The first point is obviously true. One day, we may perhaps be able to disprove God scientifically because as Richard Dawkins has said, a universe in which a being intervenes in peoples’ lives, reads their thoughts and micromanages the weather, etc., has to be a vastly different universe than one in which this is not the case. Even if the God of Abraham and Isaac resides is in some “spiritual” realm, he still supposedly acts in the physical world and upon living organisms, and so in this way, may be, in some future technological era, within the scope of scientific discovery. This would only not be the case if we are to assume a deistic god, that is, one who only created the world but does not intervene in it. This god, perhaps, may be outside of the boundaries of science, no matter how advanced. But the theistic god … quite a different matter.
The troubling point is the second one and gives a person license to say they believe anything, and we must, according to them, then except it and respect it outright without question just because they have a personal testimony or have received some kind of revelation. Of course, we can see how well that has worked out for the legacies of Joseph Smith, Marshall Applewhite, Tom Cruise and many other deluded figures. Further, and as I stated elsewhere, it is not the freethinker’s job to stand up for or support her non-belief because non-belief is, indeed, the default position and actually not a belief at all. People are born with zero beliefs; it is only after being inculcated by whatever culture we happen to be born into that the cloak of religion is cruelly and forcefully draped over us before we have time to make up our own minds. The believers alone have to say 1) why they feel compelled to introduce elements like gods, angels and demons into the world when none were solicited and 2) how they explain their belief in the existence of such things. The onus, in short, is on believers to supply the proof because they are the ones making the claims. For the non-believer, no claims have been made; the world is the same as it was when we entered it.
This blogger over at Squidoo has made the point as well as anyone:
I get asked all the time to prove there is no God, and although I believe the evidence weighs heavily in my favor, I can’t prove a negative. I also do not have to because the burden of proof in this lies with the one making the claim, the theist.

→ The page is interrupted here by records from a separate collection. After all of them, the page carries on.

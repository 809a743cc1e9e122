//! Resolution of the caller into the key that selects their conversation thread.

/// Literal prefix of every WhatsApp-derived session id.
pub const WHATSAPP_SESSION_PREFIX: &str = "wa_";

#[derive(Debug, Clone, Copy, PartialEq, Eq)]
pub enum Channel {
    Web,
    WhatsApp,
}

impl Channel {
    pub fn as_str(&self) -> &'static str {
        match self {
            Channel::Web => "web",
            Channel::WhatsApp => "whatsapp",
        }
    }
}

#[derive(Debug, Clone, PartialEq, Eq)]
pub enum Identity {
    /// An authenticated account.
    User(String),
    /// An anonymous web client carrying its own session token.
    WebSession(String),
    /// A WhatsApp sender; holds the derived `wa_` session id.
    WhatsApp(String),
}

/// The column a conversation lookup filters on.
#[derive(Debug, Clone, PartialEq, Eq, Hash)]
pub enum LookupKey {
    Owner(String),
    Session(String),
}

impl std::fmt::Display for LookupKey {
    fn fmt(&self, f: &mut std::fmt::Formatter<'_>) -> std::fmt::Result {
        match self {
            LookupKey::Owner(id) => write!(f, "owner:{id}"),
            LookupKey::Session(id) => write!(f, "session:{id}"),
        }
    }
}

impl Identity {
    pub fn lookup_key(&self) -> LookupKey {
        match self {
            Identity::User(id) => LookupKey::Owner(id.clone()),
            Identity::WebSession(id) | Identity::WhatsApp(id) => LookupKey::Session(id.clone()),
        }
    }

    pub fn owner_user_id(&self) -> Option<&str> {
        match self {
            Identity::User(id) => Some(id.as_str()),
            _ => None,
        }
    }

    pub fn session_id(&self) -> Option<&str> {
        match self {
            Identity::User(_) => None,
            Identity::WebSession(id) | Identity::WhatsApp(id) => Some(id.as_str()),
        }
    }
}

#[derive(Debug, Clone, PartialEq, Eq, thiserror::Error)]
pub enum IdentityError {
    #[error("sessionId is required for anonymous requests")]
    MissingSession,
    #[error("session ids starting with 'wa_' are reserved for WhatsApp")]
    ReservedSessionPrefix,
    #[error("sender phone number is missing")]
    MissingPhone,
}

/// Resolve a web caller. An authenticated user always wins over a session id sent
/// alongside it; anonymous callers must bring their own session id.
pub fn resolve_web(
    user_id: Option<&str>,
    session_id: Option<&str>,
) -> Result<Identity, IdentityError> {
    if let Some(user_id) = user_id.map(str::trim).filter(|id| !id.is_empty()) {
        return Ok(Identity::User(user_id.to_string()));
    }

    let session_id = session_id
        .map(str::trim)
        .filter(|id| !id.is_empty())
        .ok_or(IdentityError::MissingSession)?;

    if session_id.starts_with(WHATSAPP_SESSION_PREFIX) {
        return Err(IdentityError::ReservedSessionPrefix);
    }

    Ok(Identity::WebSession(session_id.to_string()))
}

pub fn resolve_whatsapp(phone: &str) -> Result<Identity, IdentityError> {
    let session_id = whatsapp_session_id(phone).ok_or(IdentityError::MissingPhone)?;
    Ok(Identity::WhatsApp(session_id))
}

/// `+15551234567` and `15551234567` map to the same `wa_15551234567`.
pub fn whatsapp_session_id(phone: &str) -> Option<String> {
    let digits = phone.trim().trim_start_matches('+');
    if digits.is_empty() {
        None
    } else {
        Some(format!("{WHATSAPP_SESSION_PREFIX}{digits}"))
    }
}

Someone could not claim to be an atheist had there not been a theist first, so it stands to reason the theist made the claim and has the burden of proof in this matter.
If I were to make the claim that I have little green men living under my bed, and at night they come out and talk to me, most people would assume that the burden of proof lies with me to substantiate this claim. It would not be up to others to prove I do not have little green men hiding under my bed, because it would be impossible for them to do so, you can’t prove a negative. I might say they only talk to me or that only I can see them making it impossible for anyone to prove that I am wrong. But since I am not able to prove my statement, most sane and rational people would discount my claim as the ramblings of a mad man.